А недавно Андрей Николаевич пришел ко мне на очередной прием. Я заметил, что одеваться он стал не в пример аккуратнее, за что не преминул его похвалить. Оказалось, он сумел не только запатентовать свое изобретение, но и получить довольно лестные отзывы о нем — кажется, в Санкт-Петербурге, куда он специально ездил для демонстрации возможностей тренажера. Помимо денег, вырученных от продажи патента, у него значительно расширилась аудитория учеников в родном городе. А стабильный заработок позволил ему наконец сделать предложение руки и сердца одинокой женщине, к которой он давно испытывал симпатию и которую не пугало, что Андрей Николаевич психически болен. Ей по опыту прошлых лет очень даже было с кем сравнить, и это сравнение оказалось совсем не в пользу тех, бывших, условно психически здоровых.
Что же касается радиоволн — их он чувствовать не перестал. Просто решил для себя, что раз уж его эти волны за столько лет не убили, то с чего бы им в дальнейшем вести себя как-то иначе. Опять же — а вдруг они его даже укрепят? Да и в любом случае, не стоят они душевных терзаний и ответных боевых действий. Правда, сотовым Андрей Николаевич пользуется редко и только через гарнитуру.
А лечение… Да бог с ним, с лечением. За те полтора десятка лет, которые я его наблюдаю, лечение понадобилось ему от силы раза три-четыре, и от того, принимал он лекарства постоянно или бережно хранил их в аптечке, частота обострений не зависела никак. Поэтому мы с ним так и решили: до тех пор, пока не появится насущная необходимость, — никаких лекарств. И так уже несколько лет.
Те, кто собирался завязать с выпивкой, но был захвачен Новым годом врасплох, начинают звонить, интересоваться — а как, а когда?
Дама червей
Эту историю поведал мне коллега Денис Анатольевич, и произошла она в канун Нового года. Кто-то уже начинал готовить организм к встрече праздника, кому-то срочно требовалось воссоздать соответствующую волшебно-психоделическую атмосферу, невзирая на правовые и физиологические последствия, — словом, доблестному экипажу барбухайки было не скучно ни разу.
Геннадий (пусть его зовут так) предпочитал баловаться порошками — куча интересных ощущений, последствий не в пример меньше, чем от водки, да и чье-то общество для такого занятия не очень-то нужно. И это к лучшему, поскольку количество дебилов среди собутыльников, по его мнению, равнялось численности компании минус Гена. Правда, с Леной, своей подругой, он разругался в пух и прах. Ну, тут уж ничего не поделаешь, и если человек в упор не видит разницы между порошками и, скажем, такой тяжелой артиллерией, как герыч или дезоморфин, то нечего и расстраиваться — сама дура.

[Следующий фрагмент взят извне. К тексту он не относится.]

//! Chunked summarization of review text.

use futures::StreamExt;
use futures::stream;
use std::sync::Arc;
use tracing::{info, warn};

use super::client::SummarizationModel;
use crate::core::models::{
    CHUNK_THRESHOLD_WORDS, ChunkSummary, GenerationParams, MAX_CHUNK_WORDS, NO_CONTENT_SENTINEL,
    join_summaries,
};
use crate::errors::ReviewError;
use crate::utils::chunking::{chunk_text, word_count};

/// Turns arbitrarily long review text into a single summary by summarizing
/// it chunk by chunk with a shared model.
#[derive(Clone)]
pub struct ReviewSummarizer {
    model: Arc<dyn SummarizationModel>,
    params: GenerationParams,
    threshold_words: usize,
    max_chunk_words: usize,
    concurrency: usize,
}

impl ReviewSummarizer {
    #[must_use]
    pub fn new(model: Arc<dyn SummarizationModel>) -> Self {
        Self {
            model,
            params: GenerationParams::default(),
            threshold_words: CHUNK_THRESHOLD_WORDS,
            max_chunk_words: MAX_CHUNK_WORDS,
            concurrency: 1,
        }
    }

    /// Allows up to `concurrency` chunk requests in flight at once.
    /// Output order always follows chunk order.
    #[must_use]
    pub fn with_concurrency(mut self, concurrency: usize) -> Self {
        self.concurrency = concurrency.max(1);
        self
    }

    /// Splits `text` the way [`summarize`](Self::summarize) will.
    ///
    /// # Errors
    ///
    /// Only fails if the configured chunk size is zero.
    pub fn plan_chunks(&self, text: &str) -> Result<Vec<String>, ReviewError> {
        if text.trim().is_empty() {
            return Ok(Vec::new());
        }

        let words = word_count(text);
        if words <= self.threshold_words {
            return Ok(vec![text.to_string()]);
        }

        chunk_text(text, self.max_chunk_words)
    }

    /// Summarizes `text`, returning the space-joined chunk summaries.
    ///
    /// Blank input short-circuits to [`NO_CONTENT_SENTINEL`] without touching
    /// the model. A chunk whose summary fails is replaced by an inline error
    /// marker; the remaining chunks are still summarized.
    pub async fn summarize(&self, text: &str) -> String {
        if text.trim().is_empty() {
            return NO_CONTENT_SENTINEL.to_string();
        }

        let chunks = match self.plan_chunks(text) {
            Ok(chunks) => chunks,
            Err(e) => return ChunkSummary::Failed(e.to_string()).render(),
        };

        info!(
            words = word_count(text),
            chunks = chunks.len(),
            "Summarizing review text"
        );

        let summaries = self.summarize_chunks(&chunks).await;
        join_summaries(&summaries)
    }

    /// Summarizes each chunk, keeping one entry per chunk in input order.
    ///
    /// A call that succeeds but yields no summary contributes no entry.
    pub async fn summarize_chunks(&self, chunks: &[String]) -> Vec<ChunkSummary> {
        let outcomes: Vec<Option<ChunkSummary>> = stream::iter(chunks.iter().enumerate())
            .map(|(index, chunk)| self.summarize_chunk(index, chunk))
            .buffered(self.concurrency)
            .collect()
            .await;

        outcomes.into_iter().flatten().collect()
    }

    async fn summarize_chunk(&self, index: usize, chunk: &str) -> Option<ChunkSummary> {
        match self.model.summarize(chunk, &self.params).await {
            Ok(outputs) => outputs
                .into_iter()
                .next()
                .map(|output| ChunkSummary::Generated(output.summary_text)),
            Err(e) => {
                warn!(chunk = index, "Chunk summarization failed: {}", e);
                Some(ChunkSummary::Failed(e.to_string()))
            }
        }
    }
}
use async_trait::async_trait;
use smartshop::ReviewError;
use smartshop::ai::{ReviewSummarizer, SummarizationModel};
use smartshop::core::models::{ChunkSummary, GenerationParams, NO_CONTENT_SENTINEL, SummaryOutput};
use smartshop::utils::word_count;
use std::sync::{Arc, Mutex};
use std::time::Duration;

/// Model double that answers from a script and records what it was sent.
struct ScriptedModel {
    replies: Vec<Result<Vec<&'static str>, &'static str>>,
    calls: Mutex<Vec<String>>,
}

impl ScriptedModel {
    fn new(replies: Vec<Result<Vec<&'static str>, &'static str>>) -> Arc<Self> {
        Arc::new(Self {
            replies,
            calls: Mutex::new(Vec::new()),
        })
    }

    fn calls(&self) -> Vec<String> {
        self.calls.lock().unwrap().clone()
    }
}

#[async_trait]
impl SummarizationModel for ScriptedModel {
    async fn summarize(
        &self,
        text: &str,
        params: &GenerationParams,
    ) -> Result<Vec<SummaryOutput>, ReviewError> {
        assert_eq!(*params, GenerationParams::default());
        let index = {
            let mut calls = self.calls.lock().unwrap();
            calls.push(text.to_string());
            calls.len() - 1
        };

        match &self.replies[index] {
            Ok(texts) => Ok(texts
                .iter()
                .map(|t| SummaryOutput {
                    summary_text: (*t).to_string(),
                })
                .collect()),
            Err(detail) => Err(ReviewError::Summarization((*detail).to_string())),
        }
    }
}

/// Model double whose first chunk is the slowest to answer.
struct SlowFirstModel;

#[async_trait]
impl SummarizationModel for SlowFirstModel {
    async fn summarize(
        &self,
        text: &str,
        _params: &GenerationParams,
    ) -> Result<Vec<SummaryOutput>, ReviewError> {
        let first_word = text.split_whitespace().next().unwrap_or_default().to_string();
        if first_word == "w0" {
            tokio::time::sleep(Duration::from_millis(50)).await;
        }
        Ok(vec![SummaryOutput {
            summary_text: first_word,
        }])
    }
}

fn words(count: usize) -> String {
    (0..count)
        .map(|i| format!("w{i}"))
        .collect::<Vec<_>>()
        .join(" ")
}

#[tokio::test]
async fn blank_text_returns_sentinel_without_calling_model() {
    let model = ScriptedModel::new(vec![]);
    let summarizer = ReviewSummarizer::new(model.clone());

    assert_eq!(summarizer.summarize("").await, NO_CONTENT_SENTINEL);
    assert_eq!(summarizer.summarize("   ").await, NO_CONTENT_SENTINEL);
    assert!(model.calls().is_empty());
}

#[tokio::test]
async fn short_text_is_summarized_in_one_call() {
    let model = ScriptedModel::new(vec![Ok(vec!["Short summary."])]);
    let summarizer = ReviewSummarizer::new(model.clone());
    let text = words(300);

    let summary = summarizer.summarize(&text).await;

    assert_eq!(summary, "Short summary.");
    assert_eq!(model.calls(), vec![text]);
}

#[tokio::test]
async fn text_at_threshold_is_not_split() {
    let model = ScriptedModel::new(vec![Ok(vec!["One."])]);
    let summarizer = ReviewSummarizer::new(model.clone());

    summarizer.summarize(&words(500)).await;

    assert_eq!(model.calls().len(), 1);
}

#[tokio::test]
async fn long_text_is_chunked_and_joined_in_order() {
    let model = ScriptedModel::new(vec![Ok(vec!["A"]), Ok(vec!["B"]), Ok(vec!["C"])]);
    let summarizer = ReviewSummarizer::new(model.clone());

    let summary = summarizer.summarize(&words(1200)).await;

    assert_eq!(summary, "A B C");
    let sizes: Vec<usize> = model.calls().iter().map(|c| word_count(c)).collect();
    assert_eq!(sizes, vec![500, 500, 200]);
}

#[tokio::test]
async fn failed_chunk_is_replaced_inline() {
    let model = ScriptedModel::new(vec![
        Ok(vec!["A"]),
        Err("model overloaded"),
        Ok(vec!["C"]),
    ]);
    let summarizer = ReviewSummarizer::new(model.clone());

    let summary = summarizer.summarize(&words(1200)).await;

    assert!(summary.starts_with("A Error during summarization: "));
    assert!(summary.contains("model overloaded"));
    assert!(summary.ends_with(" C"));
    assert_eq!(model.calls().len(), 3);
}

#[tokio::test]
async fn only_first_output_of_a_chunk_is_used() {
    let model = ScriptedModel::new(vec![Ok(vec!["first", "second"])]);
    let summarizer = ReviewSummarizer::new(model);

    assert_eq!(summarizer.summarize("tiny review").await, "first");
}

#[tokio::test]
async fn chunk_with_no_output_contributes_nothing() {
    let model = ScriptedModel::new(vec![Ok(vec!["A"]), Ok(vec![]), Ok(vec!["C"])]);
    let summarizer = ReviewSummarizer::new(model);

    let chunks = summarizer.plan_chunks(&words(1200)).unwrap();
    let summaries = summarizer.summarize_chunks(&chunks).await;

    assert_eq!(
        summaries,
        vec![
            ChunkSummary::Generated("A".to_string()),
            ChunkSummary::Generated("C".to_string()),
        ]
    );
}

#[tokio::test]
async fn concurrent_chunks_keep_original_order() {
    let summarizer = ReviewSummarizer::new(Arc::new(SlowFirstModel)).with_concurrency(3);

    let summary = summarizer.summarize(&words(1200)).await;

    assert_eq!(summary, "w0 w500 w1000");
}

#[test]
fn plan_chunks_matches_threshold_rules() {
    let summarizer = ReviewSummarizer::new(ScriptedModel::new(vec![]));

    assert!(summarizer.plan_chunks(" \n ").unwrap().is_empty());

    let short = "  keeps   original spacing ";
    assert_eq!(summarizer.plan_chunks(short).unwrap(), vec![short.to_string()]);

    assert_eq!(summarizer.plan_chunks(&words(501)).unwrap().len(), 2);
}
//! Configuration for a planning run.
//!
//! A [`PlanningConfig`] is built once by the caller and passed by reference into
//! every entry point; nothing is read from process-wide state.

use serde::{Deserialize, Serialize};
use std::fmt;
use std::str::FromStr;

use crate::error::PlanningError;

/// Which duration estimate the scheduler plans with.
#[derive(Clone, Copy, Debug, Default, PartialEq, Eq, Hash, Serialize, Deserialize)]
#[serde(rename_all = "lowercase")]
pub enum DurationMode {
    /// Statutory maximum days, optionally falling back to practical typical days.
    Statutory,
    /// Practical typical days, falling back to statutory maximum days.
    #[default]
    Practical,
}

impl DurationMode {
    pub fn as_str(&self) -> &'static str {
        match self {
            Self::Statutory => "statutory",
            Self::Practical => "practical",
        }
    }
}

impl fmt::Display for DurationMode {
    fn fmt(&self, f: &mut fmt::Formatter<'_>) -> fmt::Result {
        f.write_str(self.as_str())
    }
}

impl FromStr for DurationMode {
    type Err = PlanningError;

    fn from_str(s: &str) -> Result<Self, Self::Err> {
        match s.trim().to_ascii_lowercase().as_str() {
            "statutory" => Ok(Self::Statutory),
            "practical" => Ok(Self::Practical),
            _ => Err(PlanningError::UnknownDurationMode(s.to_string())),
        }
    }
}

/// Configuration for scheduling and logging.
#[derive(Clone, Debug, PartialEq, Serialize, Deserialize)]
#[serde(default)]
pub struct PlanningConfig {
    /// Duration source used by the scheduler.
    pub duration_mode: DurationMode,
    /// In statutory mode, use practical typical days when no statutory maximum resolves.
    pub fallback_to_practical: bool,
    /// Verbosity level: 0=silent, 1=summary, 2=decisions, 3=debug.
    pub verbosity: u8,
}

impl Default for PlanningConfig {
    fn default() -> Self {
        Self {
            duration_mode: DurationMode::Practical,
            fallback_to_practical: true,
            verbosity: 0,
        }
    }
}

impl PlanningConfig {
    pub fn new(duration_mode: DurationMode, fallback_to_practical: bool) -> Self {
        Self {
            duration_mode,
            fallback_to_practical,
            ..Self::default()
        }
    }

    pub fn with_verbosity(mut self, verbosity: u8) -> Self {
        self.verbosity = verbosity;
        self
    }
}

#[cfg(test)]
mod tests {
    use super::*;
    use rstest::rstest;

    #[test]
    fn test_config_defaults() {
        let config = PlanningConfig::default();
        assert_eq!(config.duration_mode, DurationMode::Practical);
        assert!(config.fallback_to_practical);
        assert_eq!(config.verbosity, 0);
    }

    #[rstest]
    #[case("statutory", DurationMode::Statutory)]
    #[case("practical", DurationMode::Practical)]
    #[case(" Statutory ", DurationMode::Statutory)]
    #[case("PRACTICAL", DurationMode::Practical)]
    fn test_duration_mode_parse(#[case] input: &str, #[case] expected: DurationMode) {
        assert_eq!(input.parse::<DurationMode>().unwrap(), expected);
    }

    #[test]
    fn test_duration_mode_parse_unknown() {
        let err = "calendar".parse::<DurationMode>().unwrap_err();
        assert_eq!(err, PlanningError::UnknownDurationMode("calendar".to_string()));
    }

    #[test]
    fn test_config_deserializes_partial_json() {
        let config: PlanningConfig =
            serde_json::from_str(r#"{"duration_mode": "statutory"}"#).unwrap();
        assert_eq!(config.duration_mode, DurationMode::Statutory);
        assert!(config.fallback_to_practical);
    }
}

Закинувшись, Геннадий устроился поудобнее, пригасил свет и включил музыку — негромко, фоном, чтобы возникло нужное настроение. Появление Лены все испортило. Нет, саму девушку он был видеть очень рад и даже приготовился объясниться и попросить прощения за скандал недельной давности, но слова застряли в горле. Подруга была мертва.
Причем, судя по внешнему виду, уже не первый день. Раскачиваясь и подволакивая ноги, она добрела до дивана, присела рядом и предложила помириться.
Отказать Геннадий не посмел, но в душе у него появилось нехорошее предчувствие, и, когда Лена предложила закрепить перемирие непринужденным перетрахом, он не выдержал и попытался сбежать. Как назло, ноги заплелись, и забег получился не столь впечатляющим по скоростным результатам, хотя наверняка смотрелся очень экзотично: свой же личный рекорд по передвижению на четвереньках парню вряд ли когда светит побить.